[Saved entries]
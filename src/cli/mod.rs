//! Command-line interface for recipe-finder.
//!
//! This module implements the CLI using clap. Available commands:
//!
//! - **find**: Resolve a (possibly misspelled) recipe name under restrictions
//! - **suggest**: Suggest recipes for a list of ingredients
//! - **corpus**: List, show, or export recipes from the corpus
//! - **session**: Interactive line-oriented conversation over stdin
//! - **serve**: Start the JSON API server
//!
//! ## Usage
//!
//! ```text
//! # Find a recipe, tolerating typos
//! recipe-finder find "pancakse"
//!
//! # Respect dietary restrictions
//! recipe-finder find "chicken noodle soup" -r vegetarian --steps
//!
//! # Suggest recipes from what is in the fridge
//! recipe-finder suggest "tomato, basil, garlic" -r "vegan, gluten-free"
//!
//! # JSON output for scripting
//! recipe-finder suggest "rice, egg" --format json
//!
//! # Use a custom CSV corpus
//! recipe-finder corpus list --corpus my_recipes.csv
//!
//! # Start the API
//! recipe-finder serve --port 8080
//! ```

use std::path::PathBuf;

use anyhow::Context;
use clap::{Parser, Subcommand};

use crate::catalog::store::RecipeCorpus;
use crate::matching::engine::MatchingConfig;

pub mod corpus;
pub mod find;
pub mod session;
pub mod suggest;

#[derive(Parser)]
#[command(name = "recipe-finder")]
#[command(author = "Fulcrum Genomics")]
#[command(version)]
#[command(about = "Find recipes by fuzzy name or by ingredients, honoring dietary restrictions")]
#[command(
    long_about = "recipe-finder resolves misspelled recipe names and suggests recipes from a list of ingredients.\n\nDietary restrictions are given as free text (\"vegan and gluten free\") and are matched fuzzily:\n- Misspelled restriction labels still apply\n- Ingredient variants (\"cheddar cheese\") are caught by their base term\n- Unknown restriction words are ignored"
)]
pub struct Cli {
    #[command(subcommand)]
    pub command: Commands,

    /// Enable verbose output
    #[arg(short, long, global = true)]
    pub verbose: bool,

    /// Output format
    #[arg(short, long, global = true, default_value = "text")]
    pub format: OutputFormat,
}

#[derive(Subcommand)]
pub enum Commands {
    /// Find a recipe by name
    Find(find::FindArgs),

    /// Suggest recipes for a list of ingredients
    Suggest(suggest::SuggestArgs),

    /// Inspect the recipe corpus
    Corpus(corpus::CorpusArgs),

    /// Run an interactive session over stdin
    Session(session::SessionArgs),

    /// Start the web server
    Serve(ServeArgs),
}

/// Where recipes and thresholds come from
#[derive(clap::Args, Clone, Debug, Default)]
pub struct SourceArgs {
    /// Path to a custom corpus file (JSON or CSV)
    #[arg(long)]
    pub corpus: Option<PathBuf>,

    /// Path to a JSON file overriding matching thresholds
    #[arg(long)]
    pub config: Option<PathBuf>,
}

impl SourceArgs {
    /// Load the corpus, falling back to the embedded one
    ///
    /// # Errors
    ///
    /// Returns an error if the corpus file cannot be read or parsed.
    pub fn load_corpus(&self) -> anyhow::Result<RecipeCorpus> {
        let corpus = match &self.corpus {
            Some(path) => RecipeCorpus::load_from_file(path)
                .with_context(|| format!("Failed to load corpus from {}", path.display()))?,
            None => RecipeCorpus::load_embedded()?,
        };
        tracing::debug!("Loaded corpus with {} recipes", corpus.len());
        Ok(corpus)
    }

    /// Load matching thresholds, falling back to the defaults
    ///
    /// # Errors
    ///
    /// Returns an error if the config file cannot be read or parsed.
    pub fn load_config(&self) -> anyhow::Result<MatchingConfig> {
        let Some(path) = &self.config else {
            return Ok(MatchingConfig::default());
        };
        let content = std::fs::read_to_string(path)
            .with_context(|| format!("Failed to read config {}", path.display()))?;
        MatchingConfig::from_json(&content)
            .with_context(|| format!("Invalid config {}", path.display()))
    }
}

#[derive(clap::Args)]
pub struct ServeArgs {
    /// Port to listen on
    #[arg(short, long, default_value = "8080")]
    pub port: u16,

    /// Address to bind to
    #[arg(short, long, default_value = "127.0.0.1")]
    pub address: String,

    #[command(flatten)]
    pub source: SourceArgs,
}

#[derive(Clone, Copy, Debug, clap::ValueEnum)]
pub enum OutputFormat {
    Text,
    Json,
    Tsv,
}

/// Structured form of a match failure for JSON output
pub(crate) fn error_json(error: &crate::matching::engine::MatchError) -> serde_json::Value {
    serde_json::json!({
        "error": error.to_string(),
        "error_type": error.kind(),
    })
}

#[cfg(test)]
mod tests {
    use super::*;
    use std::io::Write;

    #[test]
    fn test_load_config_defaults_without_file() {
        let config = SourceArgs::default().load_config().unwrap();
        assert_eq!(config.suggestion_limit, 5);
    }

    #[test]
    fn test_load_config_from_file() {
        let mut file = tempfile::NamedTempFile::new().unwrap();
        write!(file, r#"{{"name_candidates": 3}}"#).unwrap();
        let args = SourceArgs {
            corpus: None,
            config: Some(file.path().to_path_buf()),
        };
        assert_eq!(args.load_config().unwrap().name_candidates, 3);
    }

    #[test]
    fn test_load_missing_corpus_fails() {
        let args = SourceArgs {
            corpus: Some(PathBuf::from("/nonexistent/recipes.json")),
            config: None,
        };
        assert!(args.load_corpus().is_err());
    }
}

**Brief:**
Copy every line from the records above that contains the string "server".

**Task solution:**
//! - **serve**: Start the JSON API server
    /// Start the web server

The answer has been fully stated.